A month later, the farmer met up with Paddy and asked, “What happened with that dead donkey?” Paddy said, “I raffled him off. I sold 500 tickets at $2 each and made a profit of $898.”
The farmer asked, “Didn’t anyone complain?”
Paddy replied, “Just the guy who won. So I gave him his $2 back.”
Paddy now works for the Commonwealth Bank.
50 Sheds of Grey
The novel Fifty Shades of Grey has seduced women – and baffled blokes. Now, Fifty Sheds of Grey offers a treat for the men. The book has author Colin Grey recounting his love encounters at the bottom of the garden. Here are some extracts …

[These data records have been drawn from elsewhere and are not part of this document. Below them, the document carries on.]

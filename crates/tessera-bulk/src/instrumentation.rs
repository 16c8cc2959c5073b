//! Observability collaborator for batch reads.
//!
//! The resolver reports the duration of every batch read through an injected
//! [`Instrumentation`] instead of global state:
//!
//! - [`NoopInstrumentation`]: discards everything (the default).
//! - [`AtomicInstrumentation`]: lock-free per-operation call counts, total
//!   and maximum latency.
//!
//! ## Usage
//!
//! ```
//! use std::sync::Arc;
//! use std::time::Duration;
//! use tessera_bulk::{AtomicInstrumentation, Instrumentation, operations};
//!
//! let metrics = Arc::new(AtomicInstrumentation::new());
//! metrics.record(operations::MEMBERSHIPS, Duration::from_micros(250));
//!
//! let stats = metrics.stats(operations::MEMBERSHIPS).unwrap();
//! assert_eq!(stats.calls, 1);
//! ```

use std::sync::atomic::{AtomicU64, Ordering};
use std::time::Duration;

use serde::Serialize;

/// Receives the duration of named operations.
pub trait Instrumentation: Send + Sync {
    fn record(&self, name: &'static str, duration: Duration);
}

/// Instrumentation that records nothing.
#[derive(Debug, Clone, Copy, Default)]
pub struct NoopInstrumentation;

impl Instrumentation for NoopInstrumentation {
    fn record(&self, _name: &'static str, _duration: Duration) {}
}

/// Names of the batch reads issued by the resolver.
pub mod operations {
    pub const GROUPS: &str = "groups";
    pub const ATTRIBUTE_TYPES: &str = "attribute_types";
    pub const STATEMENT_INDEX: &str = "statement_index";
    pub const DIRECT_ATTRIBUTES: &str = "direct_attributes";
    pub const GLOBAL_ATTRIBUTES: &str = "global_attributes";
    pub const ENTITY_ATTRIBUTES: &str = "entity_attributes";
    pub const MEMBERSHIPS: &str = "memberships";
    pub const ENTITY_MEMBERSHIPS: &str = "entity_memberships";
    pub const IDENTITIES: &str = "identities";
    pub const ENTITIES: &str = "entities";

    /// Every known operation, in reporting order.
    pub const ALL: [&str; 10] = [
        GROUPS,
        ATTRIBUTE_TYPES,
        STATEMENT_INDEX,
        DIRECT_ATTRIBUTES,
        GLOBAL_ATTRIBUTES,
        ENTITY_ATTRIBUTES,
        MEMBERSHIPS,
        ENTITY_MEMBERSHIPS,
        IDENTITIES,
        ENTITIES,
    ];
}

/// Aggregated timings of one operation.
#[derive(Debug, Clone, Copy, PartialEq, Eq, Serialize)]
pub struct OperationStats {
    pub name: &'static str,
    pub calls: u64,
    pub total_ns: u64,
    pub max_ns: u64,
}

impl OperationStats {
    /// Mean latency, zero if the operation never ran.
    pub fn mean(&self) -> Duration {
        if self.calls == 0 {
            Duration::ZERO
        } else {
            Duration::from_nanos(self.total_ns / self.calls)
        }
    }
}

#[derive(Debug)]
struct Counter {
    calls: AtomicU64,
    total_ns: AtomicU64,
    max_ns: AtomicU64,
}

impl Counter {
    const fn new() -> Self {
        Self {
            calls: AtomicU64::new(0),
            total_ns: AtomicU64::new(0),
            max_ns: AtomicU64::new(0),
        }
    }

    fn record(&self, nanos: u64) {
        self.calls.fetch_add(1, Ordering::Relaxed);
        self.total_ns.fetch_add(nanos, Ordering::Relaxed);
        self.max_ns.fetch_max(nanos, Ordering::Relaxed);
    }

    fn load(&self, name: &'static str) -> OperationStats {
        OperationStats {
            name,
            calls: self.calls.load(Ordering::Relaxed),
            total_ns: self.total_ns.load(Ordering::Relaxed),
            max_ns: self.max_ns.load(Ordering::Relaxed),
        }
    }

    fn reset(&self) {
        self.calls.store(0, Ordering::Relaxed);
        self.total_ns.store(0, Ordering::Relaxed);
        self.max_ns.store(0, Ordering::Relaxed);
    }
}

/// Lock-free counters for the operations in [`operations::ALL`].
///
/// Unknown operation names are folded into an `other` bucket.
#[derive(Debug)]
pub struct AtomicInstrumentation {
    counters: [Counter; operations::ALL.len()],
    other: Counter,
}

impl Default for AtomicInstrumentation {
    fn default() -> Self {
        Self::new()
    }
}

impl AtomicInstrumentation {
    pub const OTHER: &'static str = "other";

    pub const fn new() -> Self {
        Self {
            counters: [const { Counter::new() }; operations::ALL.len()],
            other: Counter::new(),
        }
    }

    fn counter(&self, name: &str) -> &Counter {
        operations::ALL
            .iter()
            .position(|op| *op == name)
            .map_or(&self.other, |i| &self.counters[i])
    }

    /// Stats of one operation, `None` for an unknown name.
    pub fn stats(&self, name: &str) -> Option<OperationStats> {
        if name == Self::OTHER {
            return Some(self.other.load(Self::OTHER));
        }
        operations::ALL
            .iter()
            .position(|op| *op == name)
            .map(|i| self.counters[i].load(operations::ALL[i]))
    }

    /// Stats of every operation that ran at least once.
    pub fn snapshot(&self) -> Vec<OperationStats> {
        operations::ALL
            .iter()
            .zip(&self.counters)
            .map(|(name, counter)| counter.load(*name))
            .chain(std::iter::once(self.other.load(Self::OTHER)))
            .filter(|stats| stats.calls > 0)
            .collect()
    }

    pub fn reset(&self) {
        for counter in &self.counters {
            counter.reset();
        }
        self.other.reset();
    }
}

impl Instrumentation for AtomicInstrumentation {
    fn record(&self, name: &'static str, duration: Duration) {
        let nanos = u64::try_from(duration.as_nanos()).unwrap_or(u64::MAX);
        self.counter(name).record(nanos);
    }
}
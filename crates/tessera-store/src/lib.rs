//! # tessera-store: Directory data access
//!
//! The Tessera core never owns persistent storage. It reads entities,
//! groups, memberships, attributes and statements through the batch-capable
//! [`DirectoryReader`] contract, obtained per call from a
//! [`DirectoryStore::snapshot`] so that every read of one resolution agrees
//! with the others.
//!
//! [`InMemoryDirectory`] is a complete implementation backed by an
//! immutable, copy-on-write data set: snapshots are cheap `Arc` clones and
//! writers never disturb readers.

use std::sync::Arc;

use tessera_statements::{StatementError, StatementIndex};
use tessera_types::{
    Attribute, AttributeStatement, EntityId, EntityInfo, GroupMembership, GroupPath, Identity,
    TypeCatalog,
};

mod memory;

pub use memory::{DirectorySnapshot, InMemoryDirectory};

// ============================================================================
// Rows
// ============================================================================

/// A directly stored attribute together with its owner.
#[derive(Debug, Clone, PartialEq, Eq)]
pub struct AttributeRow {
    pub entity: EntityId,
    pub attribute: Attribute,
}

/// An identity together with its owner.
#[derive(Debug, Clone, PartialEq, Eq)]
pub struct IdentityRow {
    pub entity: EntityId,
    pub identity: Identity,
}

// ============================================================================
// Errors
// ============================================================================

/// Error type for directory access.
#[derive(Debug, Clone, PartialEq, Eq, thiserror::Error)]
pub enum StoreError {
    /// A batch read failed in the underlying store.
    #[error("batch read '{operation}' failed: {reason}")]
    BatchRead {
        operation: &'static str,
        reason: String,
    },

    /// The referenced group does not exist.
    #[error("group not found: {0}")]
    GroupNotFound(GroupPath),

    /// The referenced entity does not exist.
    #[error("entity not found: {0}")]
    EntityNotFound(EntityId),

    /// A write collides with existing data or violates the group tree.
    #[error("conflict: {0}")]
    Conflict(String),

    /// A statement list was rejected.
    #[error(transparent)]
    Statements(#[from] StatementError),

    /// Internal store failure.
    #[error("internal store error: {0}")]
    Internal(String),
}

impl StoreError {
    pub fn batch_read(operation: &'static str, reason: impl std::fmt::Display) -> Self {
        Self::BatchRead {
            operation,
            reason: reason.to_string(),
        }
    }
}

/// Result type for directory access.
pub type Result<T> = std::result::Result<T, StoreError>;

// ============================================================================
// Contracts
// ============================================================================

/// Consistent, read-only view of the directory.
///
/// Every method is a single batch operation: its cost depends on the number
/// of groups or entities passed in, never on a per-row round trip. Unknown
/// groups and entities in a batch yield no rows rather than an error.
pub trait DirectoryReader: Send + Sync {
    /// Every existing group, sorted by path.
    fn groups(&self) -> Result<Vec<GroupPath>>;

    fn group_exists(&self, group: &GroupPath) -> Result<bool> {
        Ok(self.groups()?.contains(group))
    }

    /// The full attribute type catalog.
    fn attribute_types(&self) -> Result<TypeCatalog>;

    /// Direct attributes stored in any of `groups`, optionally restricted to
    /// `names`.
    fn direct_attributes(
        &self,
        groups: &[GroupPath],
        names: Option<&[String]>,
    ) -> Result<Vec<AttributeRow>>;

    /// Direct attributes of one entity in any of `groups`.
    fn entity_attributes(&self, entity: EntityId, groups: &[GroupPath]) -> Result<Vec<Attribute>>;

    /// Memberships in any of `groups`.
    fn memberships(&self, groups: &[GroupPath]) -> Result<Vec<GroupMembership>>;

    /// Every membership of the given entities.
    fn entity_memberships(&self, entities: &[EntityId]) -> Result<Vec<GroupMembership>>;

    /// Identities of every member of any of `groups`.
    fn identities(&self, groups: &[GroupPath]) -> Result<Vec<IdentityRow>>;

    /// Identities of the given entities.
    fn entity_identities(&self, entities: &[EntityId]) -> Result<Vec<IdentityRow>>;

    /// Stored information of the given entities.
    fn entities(&self, entities: &[EntityId]) -> Result<Vec<EntityInfo>>;

    /// The ordered statement list of `group`.
    fn statements(&self, group: &GroupPath) -> Result<Vec<AttributeStatement>>;

    /// The statement index of the whole group tree.
    fn statement_index(&self) -> Result<Arc<StatementIndex>>;
}

/// A directory that hands out consistent snapshots.
pub trait DirectoryStore: Send + Sync {
    /// Opens a read view. All reads through it observe the same state.
    fn snapshot(&self) -> Result<Box<dyn DirectoryReader + '_>>;
}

We tried various positions – round the back, on the side, up against a wall … but in the end we came to the conclusion the bottom of the garden was the only place for a good shed.
She stood before me, trembling in my shed. “I’m yours for the night,” she gasped, “You can do whatever you want with me.” So I took her to Bunnings.
She knelt before me on the shed floor and tugged gently at first, then harder until finally it came. I moaned with pleasure. Now for the other boot.
Ever since she read that book, I’ve had to buy all kinds of ropes, chains and shackles. She still manages to get into the shed, though.
“Put on this rubber suit and mask,” I instructed, calmly. “Mmmm, kinky!” she purred.?“Yes,” I said, “You can’t be too careful with all that asbestos in the shed roof.”
“I’m a very naughty girl,” she said, biting her lip. “I need to be punished.” So I invited my mum to stay for the weekend.
“Harder!” she cried, gripping the workbench tightly. “Harder!” “Okay,” I said. “What’s the gross national product of Nicaragua?”
I lay back exhausted, gazing happily out of the shed window. Despite my concerns about my inexperience, my rhubarb had come up a treat.
“Are you sure you can take the pain?” she demanded, brandishing her stilettos. “I think so,” I gulped. “Here we go, then,” she said, and showed me the receipt.
“Hurt me!” she begged, raising her skirt as she bent over my workbench. “Very well,” I replied. “You’ve got fat ankles and no dress sense.”
“Are you sure you want this?” I asked. “When I’m done, you won’t be able to sit down for weeks.” She nodded. “Okay,” I said, putting the three-piece suite on eBay.
“Punish me!” she cried. “Make me suffer like only a real man can!” “Very well,” I replied, leaving the toilet seat up.